Personal information
- Nationality: Jamaica
- Born: 26 November 1984 (age 41) Kitson Town, Saint Catherine Parish
- Height: 1.91 m (6 ft 3 in)
- Weight: 87 kg (192 lb)

Sport
- Sport: Running
- Event: 400 metres

Achievements and titles
- Personal best: 400 m: 44.40 s (Monaco 2010)

Medal record
Men's athletics
Representing Jamaica
World Championships
| Bronze medal – third place | 2011 Daegu | 4 × 400 m relay |
World Junior Championships
| Bronze medal – third place | 2002 Kingston | 400 m |
World Youth Championships
| Bronze medal – third place | 2001 Debrecen | 400 m |
Commonwealth Games
| Bronze medal – third place | 2006 Melbourne | 400 m |
| Bronze medal – third place | 2006 Melbourne | 4 × 400 m relay |
CAC Junior Championships (Junior)
| Gold medal – first place | 2002 Bridgetown | 400 m |
| Gold medal – first place | 2002 Bridgetown | 4 × 400 m relay |
CARIFTA Games (Junior)
| Gold medal – first place | 2002 Nassau | 400 m |
| Gold medal – first place | 2002 Nassau | 4 × 400 m relay |

= Jermaine Gonzales =

Jamaican sprinter (born 1984)

Jermaine Gonzales (born 26 November 1984) is a retired Jamaican 400 metres runner. He was being coached by Glen Mills and Bertland Cameron.

He had a successful start to international athletics in the young age categories, taking the 400 m bronze at the 2001 World Youth Championships in Athletics and stepping up a level for another bronze at the 2002 World Junior Championships in Athletics. He missed large parts of the 2003 and 2004 seasons due to injury. He competed at the 2004 Summer Olympics with the Jamaican 4 × 400 metre relay team, which was disqualified. He won his first senior medal at the 2006 Commonwealth Games with a new personal best time of 45.16 seconds.

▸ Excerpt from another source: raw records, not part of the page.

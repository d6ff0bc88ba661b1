//! Content indexing for deployment.
//!
//! Walks a project root, fingerprints every regular file with SHA-256,
//! and produces a path-sorted [`Manifest`]. Indexing is atomic: the first
//! unreadable file fails the whole operation and no partial manifest is
//! produced.

use std::collections::HashSet;
use std::path::{Path, PathBuf};

use stratus_protocol::messages::FileEntry;
use stratus_transfer::calculate_file_checksum;

/// Errors produced while indexing a project tree.
#[derive(Debug, thiserror::Error)]
pub enum IndexError {
    #[error("I/O error: {0}")]
    Io(#[from] std::io::Error),

    #[error("walk error: {0}")]
    Walk(#[from] ignore::Error),

    #[error("invalid path: {0}")]
    InvalidPath(String),
}

impl From<stratus_transfer::TransferError> for IndexError {
    fn from(e: stratus_transfer::TransferError) -> Self {
        match e {
            stratus_transfer::TransferError::Io(io) => IndexError::Io(io),
            stratus_transfer::TransferError::InvalidPath(p) => IndexError::InvalidPath(p),
        }
    }
}

/// Options controlling the tree walk.
#[derive(Debug, Clone)]
pub struct IndexOptions {
    /// Directory/file names excluded from the walk.
    pub ignore_names: Vec<String>,
    /// Resolve symbolic links instead of skipping them.
    ///
    /// When enabled, the walker tracks visited directory identities so
    /// link cycles terminate instead of recursing forever.
    pub follow_symlinks: bool,
}

impl Default for IndexOptions {
    fn default() -> Self {
        Self {
            ignore_names: [".git", ".hg", ".svn", "node_modules", "target"]
                .iter()
                .map(|s| s.to_string())
                .collect(),
            follow_symlinks: false,
        }
    }
}

/// Full listing of local files proposed for a deployment.
///
/// Entries are sorted by relative path. Created fresh per invocation and
/// never persisted.
#[derive(Debug, Clone, Default)]
pub struct Manifest {
    entries: Vec<FileEntry>,
    total_size: i64,
}

impl Manifest {
    /// Builds a manifest from pre-computed entries.
    ///
    /// Entries are sorted by relative path; the total size is derived.
    pub fn from_entries(mut entries: Vec<FileEntry>) -> Self {
        entries.sort_unstable_by(|a, b| a.relative_path.cmp(&b.relative_path));
        let total_size = entries.iter().map(|e| e.size).sum();
        Self {
            entries,
            total_size,
        }
    }

    /// All file entries, sorted by relative path.
    pub fn entries(&self) -> &[FileEntry] {
        &self.entries
    }

    /// Sum of all file sizes in bytes.
    pub fn total_size(&self) -> i64 {
        self.total_size
    }

    pub fn len(&self) -> usize {
        self.entries.len()
    }

    pub fn is_empty(&self) -> bool {
        self.entries.is_empty()
    }

    /// One entry per distinct fingerprint, first occurrence in path order.
    ///
    /// Duplicate local paths with identical content collapse to a single
    /// entry here; this is the unit of upload.
    pub fn unique_entries(&self) -> Vec<&FileEntry> {
        let mut seen = HashSet::new();
        self.entries
            .iter()
            .filter(|e| seen.insert(e.checksum.as_str()))
            .collect()
    }

    /// Looks up the entry carrying the given fingerprint, if any.
    pub fn entry_for_checksum(&self, checksum: &str) -> Option<&FileEntry> {
        self.entries.iter().find(|e| e.checksum == checksum)
    }
}

/// Indexes every regular file under `root` into a [`Manifest`].
///
/// Fails with [`IndexError`] if any file becomes unreadable mid-walk; no
/// partial manifest is returned.
pub fn index_tree(root: &Path, options: &IndexOptions) -> Result<Manifest, IndexError> {
    let ignore: HashSet<String> = options.ignore_names.iter().cloned().collect();

    let mut builder = ignore::WalkBuilder::new(root);
    builder
        .standard_filters(false)
        .follow_links(options.follow_symlinks)
        .filter_entry(move |entry| {
            // Never prune the root itself.
            if entry.depth() == 0 {
                return true;
            }
            entry
                .file_name()
                .to_str()
                .is_none_or(|name| !ignore.contains(name))
        });

    let mut entries = Vec::new();
    let mut total_size: i64 = 0;

    for result in builder.build() {
        let entry = match result {
            Ok(entry) => entry,
            // A link cycle is not fatal: the walker already refuses to
            // descend into it, so the looping entry is simply dropped.
            Err(err) if is_symlink_loop(&err) => {
                tracing::debug!(error = %err, "skipping symlink cycle");
                continue;
            }
            Err(err) => return Err(err.into()),
        };
        let Some(file_type) = entry.file_type() else {
            continue; // stdin — cannot occur for a path walk.
        };
        if !file_type.is_file() {
            continue;
        }

        let path = entry.path();
        let rel = relative_path(root, path)?;
        stratus_transfer::validate_relative_path(&rel)?;

        let size = entry.metadata()?.len() as i64;
        let checksum = calculate_file_checksum(path)?;

        entries.push(FileEntry {
            relative_path: rel,
            size,
            checksum,
        });
        total_size += size;
    }

    tracing::debug!(
        files = entries.len(),
        total_bytes = total_size,
        root = %root.display(),
        "indexed project tree"
    );

    Ok(Manifest::from_entries(entries))
}

/// True when `err` is a symlink-loop report, possibly wrapped in the
/// walker's path/depth context variants.
fn is_symlink_loop(err: &ignore::Error) -> bool {
    match err {
        ignore::Error::Loop { .. } => true,
        ignore::Error::WithDepth { err, .. }
        | ignore::Error::WithPath { err, .. }
        | ignore::Error::WithLineNumber { err, .. } => is_symlink_loop(err),
        _ => false,
    }
}

/// Root-relative path normalized to forward slashes.
fn relative_path(root: &Path, path: &Path) -> Result<String, IndexError> {
    let rel: PathBuf = path
        .strip_prefix(root)
        .map_err(|_| IndexError::InvalidPath(format!("outside root: {}", path.display())))?
        .to_path_buf();
    Ok(rel.to_string_lossy().replace('\\', "/"))
}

He improved his personal best to 44.79 seconds with a win at a meeting in June in Sotteville-lès-Rouen – the first time he had run under 45 seconds since 2006. The following month he broke Roxbert Martin's Jamaican record to win the Herculis Diamond League meeting with a time of 44.40 seconds—setting a world-leading mark.